(EXERCISE INPUT begins)

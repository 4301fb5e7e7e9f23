// Copyright 2026 the Kerf Authors
// SPDX-License-Identifier: Apache-2.0 OR MIT

//! Tests driving the public measurement API against mock faces.
//!
//! Advances in these tests are multiples of 0.25 so every accumulated sum
//! is exactly representable and width comparisons can be exact.


use crate::testing::TestFaces;
use crate::{Font, Glyph, GlyphCache, RunStyle, TextMeasurer, TextRun, UnicodeData};

pub(crate) fn utf16(s: &str) -> Vec<u16> {
    s.encode_utf16().collect()
}

/// A style with both rounding hacks disabled, for tests that want raw sums.
pub(crate) fn no_rounding() -> RunStyle {
    RunStyle {
        apply_word_rounding: false,
        apply_run_rounding: false,
        ..RunStyle::default()
    }
}

/// Mock faces with the given mappings on the primary face.
pub(crate) fn faces_with(mappings: &[(char, Glyph, f32)]) -> TestFaces {
    let mut faces = TestFaces::new();
    let primary = faces.primary();
    for &(c, glyph, advance) in mappings {
        faces.face_mut(primary).map(c, glyph, advance);
    }
    faces
}

/// Measures `units` with a fresh cache.
pub(crate) fn width_of(faces: &TestFaces, font: &Font, units: &[u16], style: &RunStyle) -> f32 {
    let unicode = UnicodeData::new();
    let mut cache = GlyphCache::new();
    TextMeasurer::new(font, faces, &mut cache, &unicode).width(&TextRun::new(units), style)
}

/// Measures the `[from, to)` sub-range of `units` with a fresh cache.
pub(crate) fn subrange_width_of(
    faces: &TestFaces,
    font: &Font,
    units: &[u16],
    from: usize,
    to: usize,
    style: &RunStyle,
) -> f32 {
    let unicode = UnicodeData::new();
    let mut cache = GlyphCache::new();
    TextMeasurer::new(font, faces, &mut cache, &unicode)
        .width(&TextRun::with_range(units, from, to), style)
}
// Copyright 2026 the Kerf Authors
// SPDX-License-Identifier: Apache-2.0 OR MIT

/// A glyph index within a font face. Index 0 is the notdef glyph.
pub type Glyph = u16;

/// Opaque identifier for a font face, issued by the caller's glyph source.
///
/// A face stands for one concrete sized font: the primary face, an entry in
/// its fallback chain, or a lazily built small-caps sibling. Kerf only ever
/// compares and forwards these ids.
#[derive(Copy, Clone, Debug, PartialEq, Eq, Hash)]
pub struct FaceId(pub u32);

/// The result of resolving one cluster: a glyph and the face that owns it.
#[derive(Copy, Clone, Debug, PartialEq, Eq)]
pub struct GlyphData {
    /// The resolved glyph index; 0 when the face has no mapping.
    pub glyph: Glyph,
    /// The face the glyph belongs to, which may differ from the face the
    /// lookup started on.
    pub face: FaceId,
}

/// Precomputed space-glyph fields of a face, used by word rounding.
#[derive(Copy, Clone, Debug, PartialEq)]
pub struct SpaceMetrics {
    /// The glyph index of the space character.
    pub glyph: Glyph,
    /// The natural advance of the space glyph.
    pub width: f32,
    /// The rounded advance substituted for space-width glyphs under word
    /// rounding.
    pub adjusted_width: f32,
    /// Whether every glyph in the face shares one advance.
    pub fixed_pitch: bool,
}

/// Glyph lookup against a face and its relatives.
///
/// Implementations own the actual font data and fallback policy; kerf drives
/// them one cluster at a time. Shared lookup tables behind an implementation
/// must be protected by the implementation when measuring from multiple
/// threads.
pub trait GlyphResolver {
    /// Resolves `c` against `face`, returning the glyph and its owning face.
    ///
    /// A glyph of 0 signals that no face in the implementation's own chain
    /// covers `c`.
    fn glyph_data_for_char(&self, face: FaceId, c: u32) -> GlyphData;

    /// The small-caps sibling of `face`: a reduced-size variant used to
    /// render lowercase letters as small uppercase glyphs.
    ///
    /// Implementations may build the variant lazily. Returning `face`
    /// itself disables the substitution.
    fn small_caps_variant(&self, face: FaceId) -> FaceId;

    /// Searches the fallback chain for a face covering the given cluster of
    /// code units, or `None` if nothing covers it.
    fn face_for_characters(&self, units: &[u16]) -> Option<FaceId>;
}

/// Advance metrics for resolved glyphs.
pub trait GlyphMetrics {
    /// The natural advance of `glyph` in `face`.
    fn advance_for_glyph(&self, face: FaceId, glyph: Glyph) -> f32;

    /// The cached space-glyph fields of `face`.
    fn space_metrics(&self, face: FaceId) -> SpaceMetrics;
}

/// A font as seen by the measurement core: the primary face plus the
/// spacing and variant settings that affect advances.
#[derive(Copy, Clone, Debug, PartialEq)]
pub struct Font {
    /// The first face consulted for every cluster.
    pub primary: FaceId,
    /// Extra advance added to every nonzero-width glyph.
    pub letter_spacing: f32,
    /// Extra advance added to the first space of each word boundary.
    pub word_spacing: f32,
    /// Render lowercase letters as uppercase glyphs from the small-caps
    /// variant face.
    pub small_caps: bool,
}

impl Font {
    /// A font over `primary` with no extra spacing and small caps disabled.
    pub fn new(primary: FaceId) -> Self {
        Self {
            primary,
            letter_spacing: 0.0,
            word_spacing: 0.0,
            small_caps: false,
        }
    }
}
// Copyright 2026 the Kerf Authors
// SPDX-License-Identifier: Apache-2.0 OR MIT

use crate::font::{FaceId, Glyph};

/// A glyph with its owning face and emitted advance.
#[derive(Copy, Clone, Debug, PartialEq)]
pub struct PlacedGlyph {
    /// The glyph index.
    pub glyph: Glyph,
    /// The face the glyph belongs to.
    pub face: FaceId,
    /// The advance emitted for this glyph, in the run's direction.
    pub advance: f32,
}

/// An append-only sequence of glyphs in the order they should be drawn.
///
/// Built incrementally by [`WidthIterator::advance`](crate::WidthIterator::advance)
/// when the caller supplies one. Kerf appends in logical order; consumers of
/// right-to-left runs reverse the buffer with [`GlyphBuffer::swap`] before
/// drawing.
#[derive(Clone, Debug, Default)]
pub struct GlyphBuffer {
    glyphs: Vec<PlacedGlyph>,
}

impl GlyphBuffer {
    /// Creates an empty buffer.
    pub fn new() -> Self {
        Self::default()
    }

    /// Appends a glyph.
    pub fn push(&mut self, glyph: Glyph, face: FaceId, advance: f32) {
        self.glyphs.push(PlacedGlyph {
            glyph,
            face,
            advance,
        });
    }

    /// Removes all glyphs.
    pub fn clear(&mut self) {
        self.glyphs.clear();
    }

    /// Number of glyphs in the buffer.
    pub fn len(&self) -> usize {
        self.glyphs.len()
    }

    /// Whether the buffer holds no glyphs.
    pub fn is_empty(&self) -> bool {
        self.glyphs.is_empty()
    }

    /// All glyphs in draw order.
    pub fn glyphs(&self) -> &[PlacedGlyph] {
        &self.glyphs
    }

    /// The emitted advances in draw order.
    pub fn advances(&self) -> impl Iterator<Item = f32> + '_ {
        self.glyphs.iter().map(|g| g.advance)
    }

    /// Sum of all emitted advances.
    pub fn total_advance(&self) -> f32 {
        self.advances().sum()
    }

    /// Swaps two glyphs, for draw-order reversal of right-to-left runs.
    pub fn swap(&mut self, a: usize, b: usize) {
        self.glyphs.swap(a, b);
    }
}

(EXERCISE INPUT ends)

DIRECTIONS:
Report back each line in the material above that contains the string "GlyphData".

EXERCISE SOLUTION:
pub struct GlyphData {
    fn glyph_data_for_char(&self, face: FaceId, c: u32) -> GlyphData;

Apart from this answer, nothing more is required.